With the continuous development of authentication approaches, password-based authentication is still the first choice for various online services today. The security of password-based authentication relies heavily on the strength of the passwords created by users. Password enhancement is a general way to increase the difficulty of cracking a password. An ideal password enhancement strategy should take into account both the usability (mainly the memorability) and the security of passwords. However, it has been found that the higher the password strength, the lower the usability of the password, and vice versa. In order to balance the usability and the security of the password, we propose a password enhancement method based on semantic transformation, which can effectively analyze the semantic structure of a given password. This enhances the password's strength through one or more password semantic transformations to make the password better protected against guessing attacks. Finally, we use publicly available real-world password data sets leaked in previous security incidents to conduct experiments.
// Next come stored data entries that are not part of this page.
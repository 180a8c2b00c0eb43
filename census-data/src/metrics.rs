//! Derived per-district metrics.
//!
//! Every metric is a pure function of a record's base fields and returns
//! `None` when its denominator is zero. Nothing here is cached: callers
//! recompute from the immutable dataset for each view.

use census_core::{Dataset, DistrictRecord};
use serde::{Deserialize, Serialize};

/// Population growth between the two censuses, in percent.
///
/// Undefined when the 1998 population is zero (e.g. districts created later).
pub fn population_growth_pct(record: &DistrictRecord) -> Option<f64> {
    if record.population_1998 == 0 {
        return None;
    }
    let before = record.population_1998 as f64;
    let after = record.population_2023 as f64;
    Some((after - before) / before * 100.0)
}

/// Schools per 100 residents, used as a stand-in for literacy when the
/// source has no literacy column.
///
/// This is a placeholder: it is not a rate of literate people and should be
/// replaced once a real literacy measure is available.
pub fn schools_per_capita_proxy(record: &DistrictRecord) -> Option<f64> {
    if record.population_2023 == 0 {
        return None;
    }
    Some(record.total_schools as f64 / record.population_2023 as f64 * 100.0)
}

/// Residents per school. Undefined without schools.
pub fn people_per_school(record: &DistrictRecord) -> Option<f64> {
    if record.total_schools == 0 {
        return None;
    }
    Some(record.population_2023 as f64 / record.total_schools as f64)
}

/// Males per female. Undefined when no females are recorded.
pub fn male_female_ratio(record: &DistrictRecord) -> Option<f64> {
    if record.female == 0 {
        return None;
    }
    Some(record.male as f64 / record.female as f64)
}

/// Which literacy figure the dashboard should use.
#[derive(Debug, Clone, Copy, PartialEq, Eq, Default, Serialize, Deserialize)]
#[serde(rename_all = "snake_case")]
pub enum LiteracyPolicy {
    /// Reported column when the dataset has one, otherwise the proxy
    #[default]
    Auto,
    /// Reported column only
    Reported,
    /// Always the schools-per-capita proxy
    SchoolsPerCapitaProxy,
}

/// A literacy policy resolved against a concrete dataset.
#[derive(Debug, Clone, Copy, PartialEq, Eq, Serialize, Deserialize)]
#[serde(rename_all = "snake_case")]
pub enum LiteracySource {
    Reported,
    SchoolsPerCapitaProxy,
}

impl LiteracyPolicy {
    /// Pick the literacy source once for the whole dataset so every view
    /// agrees on it.
    pub fn resolve(self, dataset: &Dataset) -> LiteracySource {
        match self {
            LiteracyPolicy::Reported => LiteracySource::Reported,
            LiteracyPolicy::SchoolsPerCapitaProxy => LiteracySource::SchoolsPerCapitaProxy,
            LiteracyPolicy::Auto if dataset.has_reported_literacy() => LiteracySource::Reported,
            LiteracyPolicy::Auto => LiteracySource::SchoolsPerCapitaProxy,
        }
    }
}

impl LiteracySource {
    pub fn literacy_rate(self, record: &DistrictRecord) -> Option<f64> {
        match self {
            LiteracySource::Reported => record.literacy_rate,
            LiteracySource::SchoolsPerCapitaProxy => schools_per_capita_proxy(record),
        }
    }

    /// Axis label that makes the proxy visible to readers.
    pub fn axis_label(self) -> &'static str {
        match self {
            LiteracySource::Reported => "Literacy Rate (%)",
            LiteracySource::SchoolsPerCapitaProxy => "Estimated Literacy Rate (%)",
        }
    }
}

/// A record together with its derived metrics for one view.
#[derive(Debug, Clone, PartialEq)]
pub struct DistrictMetrics<'a> {
    pub record: &'a DistrictRecord,
    pub population_growth_pct: Option<f64>,
    pub literacy_rate: Option<f64>,
    pub people_per_school: Option<f64>,
    pub male_female_ratio: Option<f64>,
}

impl<'a> DistrictMetrics<'a> {
    pub fn compute(record: &'a DistrictRecord, literacy: LiteracySource) -> Self {
        Self {
            record,
            population_growth_pct: population_growth_pct(record),
            literacy_rate: literacy.literacy_rate(record),
            people_per_school: people_per_school(record),
            male_female_ratio: male_female_ratio(record),
        }
    }

    pub fn district(&self) -> &'a str {
        &self.record.district
    }

    pub fn province(&self) -> &'a str {
        &self.record.province
    }
}

/// Derive metrics for every record, preserving input order.
pub fn derive_all<'a, I>(records: I, literacy: LiteracySource) -> Vec<DistrictMetrics<'a>>
where
    I: IntoIterator<Item = &'a DistrictRecord>,
{
    records
        .into_iter()
        .map(|record| DistrictMetrics::compute(record, literacy))
        .collect()
}

#[cfg(test)]
mod tests {
    use super::*;

    const EPS: f64 = 1e-9;

    fn record(pop2023: u64, pop1998: u64, male: u64, female: u64, schools: u64) -> DistrictRecord {
        DistrictRecord {
            province: "P".to_string(),
            district: "A".to_string(),
            population_2023: pop2023,
            population_1998: pop1998,
            male,
            female,
            total_schools: schools,
            density: Some(10.0),
            literacy_rate: None,
        }
    }

    #[test]
    fn test_growth() {
        assert!((population_growth_pct(&record(200, 100, 1, 1, 1)).unwrap() - 100.0).abs() < EPS);
        assert!((population_growth_pct(&record(150, 100, 1, 1, 1)).unwrap() - 50.0).abs() < EPS);
        assert!((population_growth_pct(&record(80, 100, 1, 1, 1)).unwrap() + 20.0).abs() < EPS);
        assert_eq!(population_growth_pct(&record(150, 0, 1, 1, 1)), None);
    }

    #[test]
    fn test_growth_matches_formula_on_sample() {
        let dataset = Dataset::sample().unwrap();
        for r in dataset.records().iter().filter(|r| r.population_1998 > 0) {
            let expected = (r.population_2023 as f64 - r.population_1998 as f64)
                / r.population_1998 as f64
                * 100.0;
            assert!((population_growth_pct(r).unwrap() - expected).abs() < 1e-6);
        }
    }

    #[test]
    fn test_zero_denominators_are_undefined() {
        let r = record(0, 0, 5, 0, 0);
        assert_eq!(population_growth_pct(&r), None);
        assert_eq!(schools_per_capita_proxy(&r), None);
        assert_eq!(people_per_school(&r), None);
        assert_eq!(male_female_ratio(&r), None);
    }

    #[test]
    fn test_ratios() {
        let r = record(1000, 500, 520, 480, 4);
        assert!((people_per_school(&r).unwrap() - 250.0).abs() < EPS);
        assert!((male_female_ratio(&r).unwrap() - 520.0 / 480.0).abs() < EPS);
        assert!((schools_per_capita_proxy(&r).unwrap() - 0.4).abs() < EPS);
    }

    #[test]
    fn test_literacy_policy_resolution() {
        let proxy_only = Dataset::sample().unwrap();
        assert_eq!(
            LiteracyPolicy::Auto.resolve(&proxy_only),
            LiteracySource::SchoolsPerCapitaProxy
        );
        assert_eq!(
            LiteracyPolicy::Reported.resolve(&proxy_only),
            LiteracySource::Reported
        );

        let mut with_reported = record(1000, 500, 1, 1, 4);
        with_reported.literacy_rate = Some(61.5);
        let reported = Dataset::from_records(vec![with_reported.clone()]).unwrap();
        assert_eq!(LiteracyPolicy::Auto.resolve(&reported), LiteracySource::Reported);
        assert_eq!(
            LiteracyPolicy::SchoolsPerCapitaProxy.resolve(&reported),
            LiteracySource::SchoolsPerCapitaProxy
        );
        assert_eq!(
            LiteracySource::Reported.literacy_rate(&with_reported),
            Some(61.5)
        );
    }

    #[test]
    fn test_reported_source_missing_value_is_undefined() {
        let r = record(1000, 500, 1, 1, 4);
        assert_eq!(LiteracySource::Reported.literacy_rate(&r), None);
    }

    #[test]
    fn test_derive_all_does_not_touch_records() {
        let dataset = Dataset::sample().unwrap();
        let before = dataset.clone();
        let metrics = derive_all(dataset.records(), LiteracySource::SchoolsPerCapitaProxy);
        assert_eq!(metrics.len(), dataset.len());
        assert_eq!(metrics[0].district(), "Lahore");
        assert_eq!(dataset, before);
    }
}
Our password enhancement strategy significantly reduces the proportion of guesses by a classic password guessing attack, which demonstrates the effectiveness of the method.

中文翻译：

---

基于语义转换的密码增强

随着身份验证方法的不断发展，基于密码的身份验证仍然是当今各种在线服务的首选。基于密码的身份验证的安全性在很大程度上取决于用户创建的密码的强度。密码增强是增加破解密码难度的一般方法。理想的密码增强策略应同时考虑密码的可用性（主要是存储性）和安全性。但是，已经发现密码强度越高，密码的可用性越低，反之亦然。为了平衡密码的可用性和安全性，我们提出了一种基于语义转换的密码增强方法，可以有效地分析给定密码的语义结构。通过一个或多个密码语义转换，可以增强密码的强度，从而更好地保护密码免受猜测攻击。最后，我们使用在先前的安全事件中泄漏的公开可用的现实世界密码数据集进行实验。我们的密码增强策略通过经典的密码猜测攻击大大降低了猜测的比例，这证明了该方法的有效性。